Mitotic DNA synthesis, also known as MiDAS, has been suggested to be a form of RAD52-dependent break-induced replication (BIR) that repairs under-replicated DNA regions of the genome in mitosis prior to chromosome segregation. Cockayne syndrome group B (CSB) protein, a chromatin remodeler of the SNF2 family, has been implicated in RAD52-dependent BIR repair of stalled replication forks. However, whether CSB plays a role in MiDAS has not been characterized. Here, we report that CSB functions epistatically with RAD52 to promote MiDAS at common fragile sites in response to replication stress, and prevents genomic instability associated with defects in MiDAS. We show that CSB is dependent upon the conserved phenylalanine at position 796 (F796), which lies in the recently-reported pulling pin that is required for CSB’s translocase activity, to mediate MiDAS, suggesting that CSB uses its DNA translocase activity to promote MiDAS. Structural analysis reveals that CSB shares with a subset of SNF2 family proteins a translocase regulatory region (TRR), which is important for CSB’s function in MiDAS. We further demonstrate that phosphorylation of S1013 in the TRR regulates the function of CSB in MiDAS and restart of stalled forks but not in fork degradation in BRCA2-deficient cells and UV repair.

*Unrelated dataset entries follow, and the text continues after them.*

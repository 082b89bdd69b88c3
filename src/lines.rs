//! Control lines (start, reset, data-ready) fixed at construction.

use core::convert::Infallible;

use embedded_hal::delay::DelayNs;
use embedded_hal::digital::{Error as _, ErrorType, InputPin, OutputPin};

use crate::error::{Error, LineError, Result};
use crate::wait::{Cancellation, poll_until};

/// Logical control line.
#[derive(Debug, Clone, Copy, PartialEq, Eq)]
#[cfg_attr(feature = "defmt", derive(defmt::Format))]
pub enum Line {
    /// Conversion start.
    Start,
    /// Hardware reset.
    Reset,
    /// Data ready.
    Ready,
}

/// Electrical level at which a line is considered active.
#[derive(Debug, Clone, Copy, PartialEq, Eq)]
#[cfg_attr(feature = "defmt", derive(defmt::Format))]
pub enum Polarity {
    /// Active when high.
    ActiveHigh,
    /// Active when low.
    ActiveLow,
}

/// Placeholder for a line the deployment does not wire up.
#[derive(Debug, Clone, Copy, Default)]
pub struct NoLine;

impl ErrorType for NoLine {
    type Error = Infallible;
}

impl OutputPin for NoLine {
    fn set_low(&mut self) -> core::result::Result<(), Self::Error> {
        Ok(())
    }

    fn set_high(&mut self) -> core::result::Result<(), Self::Error> {
        Ok(())
    }
}

impl InputPin for NoLine {
    fn is_high(&mut self) -> core::result::Result<bool, Self::Error> {
        Ok(false)
    }

    fn is_low(&mut self) -> core::result::Result<bool, Self::Error> {
        Ok(false)
    }
}

/// Start, reset and data-ready handles with their polarities.
///
/// Defaults follow the ADS1248: START active high, RESET active low, DRDY active low.
#[derive(Debug)]
pub struct ControlLines<START = NoLine, RESET = NoLine, READY = NoLine> {
    start: Option<START>,
    reset: Option<RESET>,
    ready: Option<READY>,
    start_polarity: Polarity,
    reset_polarity: Polarity,
    ready_polarity: Polarity,
}

impl ControlLines {
    /// No lines wired up.
    pub const fn new() -> Self {
        Self {
            start: None,
            reset: None,
            ready: None,
            start_polarity: Polarity::ActiveHigh,
            reset_polarity: Polarity::ActiveLow,
            ready_polarity: Polarity::ActiveLow,
        }
    }
}

impl Default for ControlLines {
    fn default() -> Self {
        Self::new()
    }
}

impl<START, RESET, READY> ControlLines<START, RESET, READY> {
    /// Wires up the start line.
    pub fn with_start<P>(self, pin: P) -> ControlLines<P, RESET, READY> {
        ControlLines {
            start: Some(pin),
            reset: self.reset,
            ready: self.ready,
            start_polarity: self.start_polarity,
            reset_polarity: self.reset_polarity,
            ready_polarity: self.ready_polarity,
        }
    }

    /// Wires up the reset line.
    pub fn with_reset<P>(self, pin: P) -> ControlLines<START, P, READY> {
        ControlLines {
            start: self.start,
            reset: Some(pin),
            ready: self.ready,
            start_polarity: self.start_polarity,
            reset_polarity: self.reset_polarity,
            ready_polarity: self.ready_polarity,
        }
    }

    /// Wires up the data-ready line.
    pub fn with_ready<P>(self, pin: P) -> ControlLines<START, RESET, P> {
        ControlLines {
            start: self.start,
            reset: self.reset,
            ready: Some(pin),
            start_polarity: self.start_polarity,
            reset_polarity: self.reset_polarity,
            ready_polarity: self.ready_polarity,
        }
    }

    /// Overrides the polarity of one line.
    pub fn with_polarity(mut self, line: Line, polarity: Polarity) -> Self {
        match line {
            Line::Start => self.start_polarity = polarity,
            Line::Reset => self.reset_polarity = polarity,
            Line::Ready => self.ready_polarity = polarity,
        }
        self
    }

    /// Returns `true` if `line` is wired up.
    pub fn has(&self, line: Line) -> bool {
        match line {
            Line::Start => self.start.is_some(),
            Line::Reset => self.reset.is_some(),
            Line::Ready => self.ready.is_some(),
        }
    }

    /// Consumes the configuration and returns the pins.
    pub fn release(self) -> (Option<START>, Option<RESET>, Option<READY>) {
        (self.start, self.reset, self.ready)
    }
}

fn drive<P: OutputPin>(pin: &mut P, polarity: Polarity, active: bool) -> core::result::Result<(), LineError> {
    let high = active == (polarity == Polarity::ActiveHigh);
    let result = if high { pin.set_high() } else { pin.set_low() };
    result.map_err(|err| LineError::Pin(err.kind()))
}

impl<START, RESET, READY> ControlLines<START, RESET, READY>
where
    START: OutputPin,
    RESET: OutputPin,
    READY: InputPin,
{
    /// Drives an output line to its active or inactive level.
    pub fn set_level(&mut self, line: Line, active: bool) -> core::result::Result<(), LineError> {
        match line {
            Line::Start => {
                let pin = self.start.as_mut().ok_or(LineError::Missing(line))?;
                drive(pin, self.start_polarity, active)
            }
            Line::Reset => {
                let pin = self.reset.as_mut().ok_or(LineError::Missing(line))?;
                drive(pin, self.reset_polarity, active)
            }
            // Data-ready is an input.
            Line::Ready => Err(LineError::Missing(line)),
        }
    }

    /// Asserts an output line for `duration_us`, then deasserts it.
    pub fn pulse<D>(&mut self, line: Line, duration_us: u32, delay: &mut D) -> core::result::Result<(), LineError>
    where
        D: DelayNs + ?Sized,
    {
        self.set_level(line, true)?;
        delay.delay_us(duration_us);
        self.set_level(line, false)
    }

    /// Samples the data-ready line.
    pub fn is_ready(&mut self) -> core::result::Result<bool, LineError> {
        let pin = self.ready.as_mut().ok_or(LineError::Missing(Line::Ready))?;
        let level = match self.ready_polarity {
            Polarity::ActiveHigh => pin.is_high(),
            Polarity::ActiveLow => pin.is_low(),
        };
        level.map_err(|err| LineError::Pin(err.kind()))
    }

    /// Blocks until the data-ready line is active, bounded by `timeout_us`.
    pub fn wait_until_active<E, D, C>(&mut self, timeout_us: u32, delay: &mut D, cancel: &C) -> Result<(), E>
    where
        D: DelayNs + ?Sized,
        C: Cancellation + ?Sized,
    {
        if self.ready.is_none() {
            return Err(Error::Line(LineError::Missing(Line::Ready)));
        }
        poll_until(delay, timeout_us, cancel, || self.is_ready().map_err(Error::from))
    }
}

#[cfg(test)]
mod tests {
    use super::*;
    use crate::wait::{NeverCancel, POLL_INTERVAL_US};
    use embedded_hal_mock::eh1::delay::NoopDelay;
    use embedded_hal_mock::eh1::digital::{
        Mock as PinMock, State as PinState, Transaction as PinTransaction,
    };

    struct NeverReady {
        polls: u32,
    }

    impl ErrorType for NeverReady {
        type Error = Infallible;
    }

    impl InputPin for NeverReady {
        fn is_high(&mut self) -> core::result::Result<bool, Infallible> {
            self.polls += 1;
            Ok(true)
        }

        fn is_low(&mut self) -> core::result::Result<bool, Infallible> {
            self.polls += 1;
            Ok(false)
        }
    }

    #[test]
    fn start_pulse_is_high_then_low() {
        let expectations = [PinTransaction::set(PinState::High), PinTransaction::set(PinState::Low)];
        let mut start = PinMock::new(&expectations);
        let mut lines = ControlLines::new().with_start(start.clone());

        lines.pulse(Line::Start, 1_000, &mut NoopDelay::new()).unwrap();
        start.done();
    }

    #[test]
    fn reset_is_active_low() {
        let expectations = [PinTransaction::set(PinState::Low), PinTransaction::set(PinState::High)];
        let mut reset = PinMock::new(&expectations);
        let mut lines = ControlLines::new().with_reset(reset.clone());

        lines.pulse(Line::Reset, 1_000, &mut NoopDelay::new()).unwrap();
        reset.done();
    }

    #[test]
    fn missing_lines_are_reported() {
        let mut lines = ControlLines::new();
        assert_eq!(lines.set_level(Line::Start, true), Err(LineError::Missing(Line::Start)));
        assert_eq!(lines.is_ready(), Err(LineError::Missing(Line::Ready)));
        let result: Result<(), ()> = lines.wait_until_active(10_000, &mut NoopDelay::new(), &NeverCancel);
        assert_eq!(result, Err(Error::Line(LineError::Missing(Line::Ready))));
    }

    #[test]
    fn ten_millisecond_wait_on_a_silent_line_times_out() {
        let mut lines = ControlLines::new().with_ready(NeverReady { polls: 0 });
        let result: Result<(), ()> = lines.wait_until_active(10_000, &mut NoopDelay::new(), &NeverCancel);
        assert_eq!(result, Err(Error::Timeout));

        let (_, _, ready) = lines.release();
        assert_eq!(ready.map(|pin| pin.polls), Some(10_000 / POLL_INTERVAL_US + 1));
    }

    #[test]
    fn polarity_override_flips_the_sampled_level() {
        let mut lines = ControlLines::new()
            .with_ready(NeverReady { polls: 0 })
            .with_polarity(Line::Ready, Polarity::ActiveHigh);
        assert_eq!(lines.is_ready(), Ok(true));
    }
}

Taken together, these results suggest that the DNA translocase activity of CSB in vivo is likely to be highly regulated by post-translational modification in a context-specific manner. •CSB, via its ATPase activity, promotes mitotic DNA synthesis (MiDAS).•CSB acts in parallel or downstream of RAD52 to regulate POLD3 in MiDAS.•CSB contains a translocase regulatory region (TRR) shared by several SNF2 proteins.•CSB uses its DNA translocase activity to mediate MiDAS.•CSB’s translocase activity is likely to be regulated by post-translational modification.